OK, let me show you...

Let's take an example of a 100V system. Let's say we would like to have 20 kW available for quick acceleration to higher speeds. This means 20 kW / 100 V = 200 A.

Now, let's make a long range vehicle with a 20 kWh battery (about 100 km / 60 mi of range), so we'll use some random Chinese prismatic LiFePO4, 200 Ah cells. For our acceleration current of 200A, it will be only 1C when we have 200 Ah cells. Practically all cell brands will be very fine with just 1C.

Now, let's make a small-range vehicle with a 4 kWh battery (about 20 km / 12 mi of range). So we will have 40 Ah cells. If we STILL want to have the same acceleration current of 200 Ah, we will pull out 5C from the cells (40 * 5 = 200). For most cheaper Chinese prismatics, this apparently is near the absolute maximum peak and causes a heavy voltage sag and is possible only at high State-of-Charge and at high enough temperature. So, we will use A123's, two 20Ah pouches in parallel; for them, 5C should be no problem.

But they are more expensive per Wh.

So, this example shows that when you up your range, it happens quite naturally that you will have high current output because of the sheer capacity of the pack; your C ratings will be low.

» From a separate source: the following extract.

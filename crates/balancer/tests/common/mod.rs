pub mod test_cluster;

Of course, if you have money, you can afford high-C cells even for low-C usage and it will pay of as an extreme efficiency and low voltage sag, but the difference is not big.

RC toys are a prime example of where high C is needed; they have a very limited range. But real cars are easier, because usually we need the range anyway and will get high _current_ rating even with low _C rating_.

Furthermore, it can be shown that voltage is not part of the equation. It reduces to a simple equation; higher range (in km or mi) linearly reduces C rating, given the otherwise same conditions. (Naturally, a heavier battery pack increases the current somewhat and offsets the result a bit. If the car is otherwise very lightweight, this may be important to take into account.)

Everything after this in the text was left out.